Tuesday, March 28, 2006

I still think we're serious

The aftermath of Santiago continues.

"Hola" is probably the most dangerous word in the entire lexicon of humanity.

There isn't a great deal to do in Santiago but the Bellavista Hostel was pretty good from a general atmosphere point of view. Relaxed, but heavy going if you wanted it.

Valparaiso was supposed to happen on Saturday night but didn't due to Friday night's exertions. Small matter, as reviews of what surrounds Santiago were mixed to say the least.

Typical exchanges with locals went something along the following lines.

Local: "Are you Chilean?"

Our Hero privately ruminating: "You're kidding me."

Local: "What do you think of Pinochet?"

Our Hero once again: "You've got be kidding me."

Local: "10,000 pesos is not alot of money."

Our Hero: "Oh shit. You're not kidding me."

It's a little bit predatory in Santiago. Some people just look at Gringos {Western tourists, backpackers, etc.}, and quite clearly all they are seeing is money.

I managed pretty well on the bargaining for the Taxi fare to the Hostel from the airport. The scrum at the airport on arrival is more than a little daunting, though I presume Caracas will be even more intimidating.

I took trips up the two lookout points of the city despite hawkers at the bottom of Cerrar Santa Lucia trying to convince me that it was closed (it fucking wasn´t) and trying to send me back to Pia Nono and Bellavista.

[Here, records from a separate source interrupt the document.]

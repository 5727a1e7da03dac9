// SPDX-FileCopyrightText: 2026 Zoe Contributors
// SPDX-License-Identifier: MIT OR Apache-2.0

//! Timer background service for the Zoe assistant.
//!
//! [`ExpiryScanner`] claims expired timers, [`NotificationRouter`] decides
//! which devices hear about them and [`TimerService`] runs both on a loop
//! alongside the registered callbacks. The built-in timer intents live in
//! [`handlers`].

pub mod callbacks;
pub mod handlers;
pub mod router;
pub mod scanner;
pub mod service;
pub mod transport;

pub use callbacks::{CallbackRegistry, LOG_CALLBACK_ID, LogCallback, TimerCallback, callback_fn};
pub use handlers::{TIMERS_MODULE, TimersModule, core_intents, format_duration, parse_duration};
pub use router::{
    DEFAULT_OFFLINE_TTL, NotificationRouter, RouteTier, RoutingContext, RoutingReport, TierOutcome,
    first_tier, next_tier,
};
pub use scanner::ExpiryScanner;
pub use service::{DEFAULT_CHECK_INTERVAL, TickSummary, TimerService};
pub use transport::ChannelTransport;
// SPDX-FileCopyrightText: 2026 Zoe Contributors
// SPDX-License-Identifier: MIT OR Apache-2.0

//! Integration tests for the Zoe configuration system.

use std::io::Write;

use zoe_config::diagnostic::ConfigError;
use zoe_config::{load_and_validate_path, load_and_validate_str, load_config_from_str};

#[test]
fn full_document_deserializes() {
    let toml = r#"
[agent]
name = "kitchen"
log_level = "debug"

[storage]
database_path = "/tmp/zoe-test.db"
wal_mode = false

[timers]
check_interval_ms = 500
offline_ttl_secs = 120
log_callback = false

[modules]
config_paths = ["/srv/zoe/modules.toml"]
search_roots = ["/srv/zoe/modules"]

[metrics]
default_window_hours = 6
top_intents_limit = 3
"#;

    let config = load_and_validate_str(toml).expect("valid TOML should load");
    assert_eq!(config.agent.name, "kitchen");
    assert_eq!(config.agent.log_level, "debug");
    assert_eq!(config.storage.database_path, "/tmp/zoe-test.db");
    assert!(!config.storage.wal_mode);
    assert_eq!(config.timers.check_interval_ms, 500);
    assert_eq!(config.timers.offline_ttl_secs, 120);
    assert!(!config.timers.log_callback);
    assert_eq!(config.modules.config_paths, vec!["/srv/zoe/modules.toml"]);
    assert_eq!(config.modules.search_roots, vec!["/srv/zoe/modules"]);
    assert_eq!(config.metrics.default_window_hours, 6);
    assert_eq!(config.metrics.top_intents_limit, 3);
}

#[test]
fn empty_document_uses_defaults() {
    let config = load_and_validate_str("").expect("empty config is valid");
    assert_eq!(config.agent.name, "zoe");
    assert_eq!(config.timers.check_interval_ms, 1000);
    assert_eq!(config.timers.offline_ttl_secs, 3600);
    assert!(config.timers.log_callback);
    assert_eq!(config.metrics.default_window_hours, 24);
}

#[test]
fn partial_section_keeps_other_defaults() {
    let config = load_config_from_str("[timers]\ncheck_interval_ms = 50\n").unwrap();
    assert_eq!(config.timers.check_interval_ms, 50);
    assert_eq!(config.timers.offline_ttl_secs, 3600);
}

#[test]
fn typo_in_timers_gets_suggestion() {
    let toml = r#"
[timers]
check_intervl_ms = 10
"#;

    let errors = load_and_validate_str(toml).expect_err("unknown key must be rejected");
    let found = errors.iter().any(|e| {
        matches!(
            e,
            ConfigError::UnknownKey { key, suggestion: Some(s), .. }
                if key == "check_intervl_ms" && s == "check_interval_ms"
        )
    });
    assert!(found, "expected a suggestion, got: {errors:?}");
}

#[test]
fn unknown_section_is_rejected() {
    let errors = load_and_validate_str("[scheduler]\nenabled = true\n").unwrap_err();
    assert!(!errors.is_empty());
}

#[test]
fn wrong_type_is_reported() {
    let errors = load_and_validate_str("[timers]\ncheck_interval_ms = \"fast\"\n").unwrap_err();
    assert!(
        errors
            .iter()
            .any(|e| matches!(e, ConfigError::InvalidType { .. })),
        "got: {errors:?}"
    );
}

#[test]
fn validation_errors_come_back_together() {
    let toml = r#"
[timers]
check_interval_ms = 0
offline_ttl_secs = 0
"#;
    let errors = load_and_validate_str(toml).unwrap_err();
    assert_eq!(errors.len(), 2);
    assert!(
        errors
            .iter()
            .all(|e| matches!(e, ConfigError::Validation { .. }))
    );
}

#[test]
fn explicit_file_is_loaded() {
    let mut file = tempfile::NamedTempFile::new().unwrap();
    writeln!(file, "[agent]\nname = \"garage\"").unwrap();

    let config = load_and_validate_path(file.path()).expect("file should load");
    assert_eq!(config.agent.name, "garage");
}

#[test]
fn explicit_file_with_typo_reports_key() {
    let mut file = tempfile::NamedTempFile::new().unwrap();
    writeln!(file, "[metrics]\ntop_intent_limit = 3").unwrap();

    let errors = load_and_validate_path(file.path()).unwrap_err();
    assert!(errors.iter().any(|e| matches!(
        e,
        ConfigError::UnknownKey { key, .. } if key == "top_intent_limit"
    )));
}
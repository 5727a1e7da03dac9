// SPDX-FileCopyrightText: 2026 Zoe Contributors
// SPDX-License-Identifier: MIT OR Apache-2.0

//! Composition root for the Zoe assistant core.
//!
//! [`AppContext`] owns the database, the timer service, the module loader,
//! the intent pipeline and the lazily created metrics collector. The `zoe`
//! binary builds one per process.

pub mod context;
pub mod shutdown;

pub use context::{AppContext, CONSOLE_DEVICE, build_pipeline};
pub use shutdown::install_signal_handler;
// SPDX-FileCopyrightText: 2026 Zoe Contributors
// SPDX-License-Identifier: MIT OR Apache-2.0

//! Typed query functions, one module per table.

pub mod devices;
pub mod offline;
pub mod timers;
// SPDX-FileCopyrightText: 2026 Zoe Contributors
// SPDX-License-Identifier: MIT OR Apache-2.0

//! Zoe - assistant core service.
//!
//! This is the binary entry point: it loads configuration, builds the
//! [`AppContext`] and runs one subcommand against it.

mod commands;
mod serve;

use std::path::PathBuf;

use clap::{Parser, Subcommand};

use zoe::AppContext;

/// Zoe - timers, intent modules and intent metrics.
#[derive(Parser, Debug)]
#[command(name = "zoe", version, about, long_about = None)]
struct Cli {
    /// Read configuration from this file instead of the standard locations.
    #[arg(long, global = true)]
    config: Option<PathBuf>,

    #[command(subcommand)]
    command: Option<Commands>,
}

/// Available subcommands.
#[derive(Subcommand, Debug)]
enum Commands {
    /// Run the timer service until interrupted (the default).
    Serve {
        /// Attach an interactive console for this user, reading from stdin.
        #[arg(long, value_name = "USER")]
        console: Option<String>,
    },
    /// Show enabled modules and what they provide.
    Modules,
    /// Run one utterance through the intent pipeline.
    Classify {
        text: String,
        #[arg(long, default_value = "local")]
        user: String,
    },
    /// List a user's running timers.
    Timers { user: String },
    /// Print the intent performance summary as JSON.
    Metrics {
        /// Trailing window in hours (defaults to `metrics.default_window_hours`).
        #[arg(long)]
        hours: Option<u32>,
    },
}

#[tokio::main]
async fn main() {
    let cli = Cli::parse();

    let loaded = match &cli.config {
        Some(path) => zoe_config::load_and_validate_path(path),
        None => zoe_config::load_and_validate(),
    };
    let config = match loaded {
        Ok(config) => config,
        Err(errors) => {
            zoe_config::render_errors(&errors);
            std::process::exit(1);
        }
    };

    let command = cli.command.unwrap_or(Commands::Serve { console: None });
    if matches!(command, Commands::Serve { .. }) {
        serve::init_tracing(&config.agent.log_level);
    }

    let ctx = match AppContext::build(config).await {
        Ok(ctx) => ctx,
        Err(e) => {
            eprintln!("zoe: failed to start: {e}");
            std::process::exit(1);
        }
    };

    let result = match command {
        Commands::Serve { console } => serve::run_serve(ctx, console).await,
        Commands::Modules => commands::modules(ctx).await,
        Commands::Classify { text, user } => commands::classify(ctx, &user, &text).await,
        Commands::Timers { user } => commands::timers(ctx, &user).await,
        Commands::Metrics { hours } => commands::metrics(ctx, hours).await,
    };

    if let Err(e) = result {
        eprintln!("zoe: {e}");
        std::process::exit(1);
    }
}

#[cfg(test)]
mod tests {
    use super::*;

    #[test]
    fn cli_definition_is_consistent() {
        use clap::CommandFactory;
        Cli::command().debug_assert();
    }

    #[test]
    fn no_subcommand_means_serve() {
        let cli = Cli::try_parse_from(["zoe"]).unwrap();
        assert!(cli.command.is_none());
    }

    #[test]
    fn classify_takes_text_and_user() {
        let cli = Cli::try_parse_from(["zoe", "classify", "set a timer for 5 minutes", "--user", "alice"])
            .unwrap();
        match cli.command {
            Some(Commands::Classify { text, user }) => {
                assert_eq!(text, "set a timer for 5 minutes");
                assert_eq!(user, "alice");
            }
            other => panic!("unexpected command: {other:?}"),
        }
    }

    #[test]
    fn metrics_window_is_optional() {
        let cli = Cli::try_parse_from(["zoe", "metrics", "--hours", "6"]).unwrap();
        assert!(matches!(cli.command, Some(Commands::Metrics { hours: Some(6) })));
        let cli = Cli::try_parse_from(["zoe", "metrics"]).unwrap();
        assert!(matches!(cli.command, Some(Commands::Metrics { hours: None })));
    }

    #[test]
    fn config_flag_is_global() {
        let cli = Cli::try_parse_from(["zoe", "timers", "alice", "--config", "/tmp/zoe.toml"]).unwrap();
        assert_eq!(cli.config, Some(PathBuf::from("/tmp/zoe.toml")));
    }
}
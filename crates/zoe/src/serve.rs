// SPDX-FileCopyrightText: 2026 Zoe Contributors
// SPDX-License-Identifier: MIT OR Apache-2.0

//! `zoe serve`: run the timer loop until a shutdown signal arrives.

use tokio::io::{AsyncBufReadExt, BufReader};
use tokio_util::sync::CancellationToken;
use tracing::{info, warn};

use zoe::{AppContext, CONSOLE_DEVICE, install_signal_handler};
use zoe_core::{InputSource, RequestOrigin, ZoeError};

/// Initialise the tracing subscriber.
///
/// `RUST_LOG` wins over the configured level.
pub fn init_tracing(log_level: &str) {
    use tracing_subscriber::EnvFilter;

    let filter = EnvFilter::try_from_default_env()
        .unwrap_or_else(|_| EnvFilter::new(format!("zoe={log_level},warn")));

    tracing_subscriber::fmt()
        .with_env_filter(filter)
        .with_target(true)
        .with_thread_names(false)
        .init();
}

pub async fn run_serve(ctx: AppContext, console_user: Option<String>) -> Result<(), ZoeError> {
    zoe_metrics::recording::register_metrics();
    info!(name = %ctx.config().agent.name, "starting zoe");

    // Fail before starting the loop if modules are misconfigured.
    ctx.pipeline().await?;

    let interval = ctx.config().timers.check_interval();
    ctx.timers().start(interval);
    info!(
        interval_ms = interval.as_millis() as u64,
        callbacks = ?ctx.timers().callback_ids(),
        "timer service running"
    );

    let cancel = install_signal_handler();
    match console_user {
        Some(user) => run_console(&ctx, &user, &cancel).await?,
        None => cancel.cancelled().await,
    }

    info!("shutting down");
    ctx.shutdown().await
}

/// Read utterances from stdin and print replies and timer alerts.
///
/// End of input shuts the process down like a signal would.
async fn run_console(
    ctx: &AppContext,
    user_id: &str,
    cancel: &CancellationToken,
) -> Result<(), ZoeError> {
    let pipeline = ctx.pipeline().await?;
    let mut alerts = ctx.transport().connect(CONSOLE_DEVICE, user_id).await;
    let mut lines = BufReader::new(tokio::io::stdin()).lines();
    let origin = RequestOrigin {
        device_id: Some(CONSOLE_DEVICE.to_string()),
        ..RequestOrigin::default()
    };

    let pending = ctx.timers().drain_offline(CONSOLE_DEVICE).await?;
    if pending > 0 {
        info!(pending, "delivered queued console notifications");
    }

    loop {
        tokio::select! {
            () = cancel.cancelled() => break,
            Some(alert) = alerts.recv() => {
                println!("[{}] {}", alert.priority, alert.message);
            }
            line = lines.next_line() => match line {
                Ok(Some(line)) => {
                    let text = line.trim();
                    if text.is_empty() {
                        continue;
                    }
                    let outcome = pipeline
                        .process_from(user_id, text, InputSource::Chat, origin.clone())
                        .await;
                    println!("{}", outcome.result.message);
                }
                Ok(None) => {
                    info!("console input closed");
                    cancel.cancel();
                    break;
                }
                Err(e) => {
                    warn!(error = %e, "console read failed");
                    cancel.cancel();
                    break;
                }
            }
        }
    }

    ctx.transport().disconnect(CONSOLE_DEVICE).await;
    Ok(())
}
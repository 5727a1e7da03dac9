// SPDX-FileCopyrightText: 2026 Zoe Contributors
// SPDX-License-Identifier: MIT OR Apache-2.0

//! Intent handler, intent table and handler table traits.

use std::collections::HashMap;
use std::sync::Arc;

use async_trait::async_trait;

use crate::error::ZoeError;
use crate::types::{IntentPattern, IntentRequest, IntentResult};

/// Executes the action behind one matched intent.
#[async_trait]
pub trait IntentHandler: Send + Sync {
    /// Handles a classified request and returns a structured result.
    async fn handle(&self, request: &IntentRequest) -> Result<IntentResult, ZoeError>;
}

/// A classifier whose intent-pattern table can be extended at startup.
///
/// Implementations may start with no table at all; `ensure_table` creates
/// an empty one on first use.
pub trait MutableIntentTable {
    /// Returns the live pattern table, creating it if it does not exist yet.
    fn ensure_table(&mut self) -> &mut HashMap<String, IntentPattern>;

    /// Looks up one intent definition without creating the table.
    fn intent(&self, name: &str) -> Option<&IntentPattern>;

    /// Inserts or overwrites an intent, returning the previous definition.
    fn upsert_intent(&mut self, name: &str, pattern: IntentPattern) -> Option<IntentPattern> {
        self.ensure_table().insert(name.to_string(), pattern)
    }
}

/// An executor that resolves intent names to handlers.
pub trait HandlerRegistry {
    /// Registers (or replaces) the handler for an intent.
    fn register_handler(&mut self, intent: &str, handler: Arc<dyn IntentHandler>);

    /// Looks up the handler for an intent.
    fn handler(&self, intent: &str) -> Option<Arc<dyn IntentHandler>>;
}
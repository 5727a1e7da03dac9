// SPDX-FileCopyrightText: 2026 Zoe Contributors
// SPDX-License-Identifier: MIT OR Apache-2.0

//! Intent handler table and dispatch.

use std::collections::HashMap;
use std::sync::Arc;

use tracing::debug;

use zoe_core::{HandlerRegistry, IntentHandler, IntentRequest, IntentResult, ZoeError};

/// Resolves intent names to handlers and runs them.
///
/// Core and module-provided handlers live in the same table, so both are
/// found the same way.
#[derive(Clone, Default)]
pub struct IntentExecutor {
    handlers: HashMap<String, Arc<dyn IntentHandler>>,
}

impl IntentExecutor {
    pub fn new() -> Self {
        Self::default()
    }

    /// Run the handler registered for `request.intent`.
    pub async fn execute(&self, request: &IntentRequest) -> Result<IntentResult, ZoeError> {
        let handler = self
            .handler(&request.intent)
            .ok_or_else(|| ZoeError::HandlerNotFound {
                intent: request.intent.clone(),
            })?;
        debug!(intent = %request.intent, user_id = %request.user_id, "dispatching intent");
        handler.handle(request).await
    }

    /// Registered intent names, sorted.
    pub fn intent_names(&self) -> Vec<&str> {
        let mut names: Vec<&str> = self.handlers.keys().map(String::as_str).collect();
        names.sort_unstable();
        names
    }

    pub fn len(&self) -> usize {
        self.handlers.len()
    }

    pub fn is_empty(&self) -> bool {
        self.handlers.is_empty()
    }
}

impl HandlerRegistry for IntentExecutor {
    fn register_handler(&mut self, intent: &str, handler: Arc<dyn IntentHandler>) {
        self.handlers.insert(intent.to_string(), handler);
    }

    fn handler(&self, intent: &str) -> Option<Arc<dyn IntentHandler>> {
        self.handlers.get(intent).cloned()
    }
}

impl std::fmt::Debug for IntentExecutor {
    fn fmt(&self, f: &mut std::fmt::Formatter<'_>) -> std::fmt::Result {
        f.debug_struct("IntentExecutor")
            .field("handlers", &self.intent_names())
            .finish()
    }
}

#[cfg(test)]
mod tests {
    use super::*;
    use zoe_test_utils::ReplyHandler;

    #[tokio::test]
    async fn executes_registered_handler() {
        let mut executor = IntentExecutor::new();
        executor.register_handler("PlaySong", Arc::new(ReplyHandler::new("playing")));

        let result = executor
            .execute(&IntentRequest::new("alice", "PlaySong").with_slot("song", "So What"))
            .await
            .unwrap();
        assert!(result.success);
        assert_eq!(result.message, "playing");
    }

    #[tokio::test]
    async fn unknown_intent_is_handler_not_found() {
        let executor = IntentExecutor::new();
        let err = executor
            .execute(&IntentRequest::new("alice", "Nope"))
            .await
            .unwrap_err();
        assert!(matches!(err, ZoeError::HandlerNotFound { intent } if intent == "Nope"));
    }

    #[test]
    fn re_registering_replaces() {
        let mut executor = IntentExecutor::new();
        let first: Arc<dyn IntentHandler> = Arc::new(ReplyHandler::new("one"));
        executor.register_handler("A", first.clone());
        executor.register_handler("A", Arc::new(ReplyHandler::new("two")));
        assert_eq!(executor.len(), 1);
        assert!(!Arc::ptr_eq(&executor.handler("A").unwrap(), &first));
    }
}
// SPDX-FileCopyrightText: 2026 Zoe Contributors
// SPDX-License-Identifier: MIT OR Apache-2.0

//! Application context shared by every subcommand.

use std::sync::Arc;

use tokio::sync::OnceCell;
use tracing::{debug, info};

use zoe_config::ZoeConfig;
use zoe_core::{HandlerRegistry, ModuleDescriptor, MutableIntentTable, ZoeError};
use zoe_intent::{IntentExecutor, IntentPipeline, PatternClassifier};
use zoe_metrics::MetricsCollector;
use zoe_modules::{ModuleCatalog, ModuleLoader, integrate_module_intents};
use zoe_storage::{Database, SqliteDeviceRegistry, SqliteOfflineQueue};
use zoe_timer::{ChannelTransport, NotificationRouter, TimerService, TimersModule, core_intents};

/// Device id used by the interactive console session.
pub const CONSOLE_DEVICE: &str = "console";

/// Everything a running Zoe process owns.
///
/// The metrics collector and the intent pipeline are created on first use,
/// so commands that never classify anything don't pay for module loading.
pub struct AppContext {
    config: ZoeConfig,
    db: Database,
    transport: ChannelTransport,
    timers: Arc<TimerService>,
    loader: ModuleLoader,
    metrics: OnceCell<MetricsCollector>,
    pipeline: OnceCell<IntentPipeline>,
}

impl AppContext {
    /// Open the configured database and wire the services around it.
    pub async fn build(config: ZoeConfig) -> Result<Self, ZoeError> {
        let db = Database::open_with_config(&config.storage).await?;
        Ok(Self::with_database(config, db))
    }

    /// Wire the services around an already open database.
    pub fn with_database(config: ZoeConfig, db: Database) -> Self {
        let transport = ChannelTransport::new();
        let router = NotificationRouter::new(
            Arc::new(transport.clone()),
            Arc::new(SqliteDeviceRegistry::new(db.clone())),
            Arc::new(SqliteOfflineQueue::new(db.clone())),
        );
        let timers = Arc::new(TimerService::from_config(
            &config.timers,
            db.clone(),
            router,
        ));

        // Module directories may bind their own phrasings to the timer handlers.
        let catalog =
            ModuleCatalog::new().with(Arc::new(TimersModule::new(Arc::clone(&timers))));
        let loader = ModuleLoader::from_config(&config.modules, catalog);

        Self {
            config,
            db,
            transport,
            timers,
            loader,
            metrics: OnceCell::new(),
            pipeline: OnceCell::new(),
        }
    }

    pub fn config(&self) -> &ZoeConfig {
        &self.config
    }

    pub fn database(&self) -> &Database {
        &self.db
    }

    pub fn transport(&self) -> &ChannelTransport {
        &self.transport
    }

    pub fn timers(&self) -> &Arc<TimerService> {
        &self.timers
    }

    pub fn loader(&self) -> &ModuleLoader {
        &self.loader
    }

    /// The intent metrics collector, created on first access.
    pub async fn metrics_collector(&self) -> &MetricsCollector {
        self.metrics
            .get_or_init(|| async {
                debug!("metrics collector initialised");
                MetricsCollector::new(self.db.clone())
                    .with_top_intents_limit(self.config.metrics.top_intents_limit)
            })
            .await
    }

    /// The intent pipeline, assembled on first access.
    ///
    /// Fails when the module enablement file exists but can't be read.
    pub async fn pipeline(&self) -> Result<&IntentPipeline, ZoeError> {
        self.pipeline
            .get_or_try_init(|| async {
                let pipeline = build_pipeline(&self.loader, Arc::clone(&self.timers))?;
                let metrics = self.metrics_collector().await.clone();
                Ok::<_, ZoeError>(pipeline.with_metrics(metrics))
            })
            .await
    }

    /// Stop the timer loop and close the database.
    pub async fn shutdown(self) -> Result<(), ZoeError> {
        self.timers.stop().await;
        let Self { db, .. } = self;
        db.close().await?;
        info!("zoe stopped");
        Ok(())
    }
}

/// Build a pipeline holding the built-in timer intents plus every enabled
/// module.
///
/// Core intents go in first, so a module redefining one of them is reported
/// as a conflict.
pub fn build_pipeline(
    loader: &ModuleLoader,
    timers: Arc<TimerService>,
) -> Result<IntentPipeline, ZoeError> {
    let mut classifier = PatternClassifier::new();
    let mut executor = IntentExecutor::new();

    let core = core_intents()?;
    let core_count = core.len();
    for (name, pattern) in core {
        classifier.upsert_intent(&name, pattern);
    }
    for (intent, handler) in TimersModule::new(timers).intent_handlers() {
        executor.register_handler(&intent, handler);
    }

    let modules = integrate_module_intents(loader, &mut classifier, &mut executor)?;
    info!(
        core_intents = core_count,
        modules,
        handlers = executor.len(),
        "intent pipeline ready"
    );
    Ok(IntentPipeline::new(classifier, executor))
}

The second trip, to see a statue of the Virgin Mary on a hill overlooking the city, was enjoyed in the company of Claire from Brisbane. We managed to lose the trail early on and had to take the extreme sports express to the top. Still, we made it in the end and then took the wild cable car ride down.

The door doesn´t close, it really takes off at pace and you´re scraping trees all the way. Not for the faint hearted.

Then we strolled back to Bellavista. The Chilean walk is something fricking hilarious however, or at least in Santiago. They go so slowly, that you´re practically tripping over the person in front. Funnily enough this is completely contrasted with their driving habits. Put them behind a wheel and they drive like fricking maniacs. However driving in Buenos Aires is a thousand times worse, it´s like playing a computer game the way we weaved in and out of traffic, nearly coming to serious grief on about three seperate occasions but seatbelt on chest, I was laughing this time.

On the last night in Chile, I stayed up with a few others, pretty convinced that if I took to my bed I´d miss the transfer to the airport. We watched the sun appear over Santiago, this sprawling city of six million, whilst jamming on the Hostel guitar.

Ended on a bad note in the Hostel actually as they charged me again for a night´s accommodation I pretty much didn´t even use. I should have realised the Chilean obsession with tiny strips of paper for inconsequential purchases has it´s roots in a fairly inefficient, or downright corrupt, approach to administration.

Still, as they say in Chile: "10,000 pesos is not a lot of money"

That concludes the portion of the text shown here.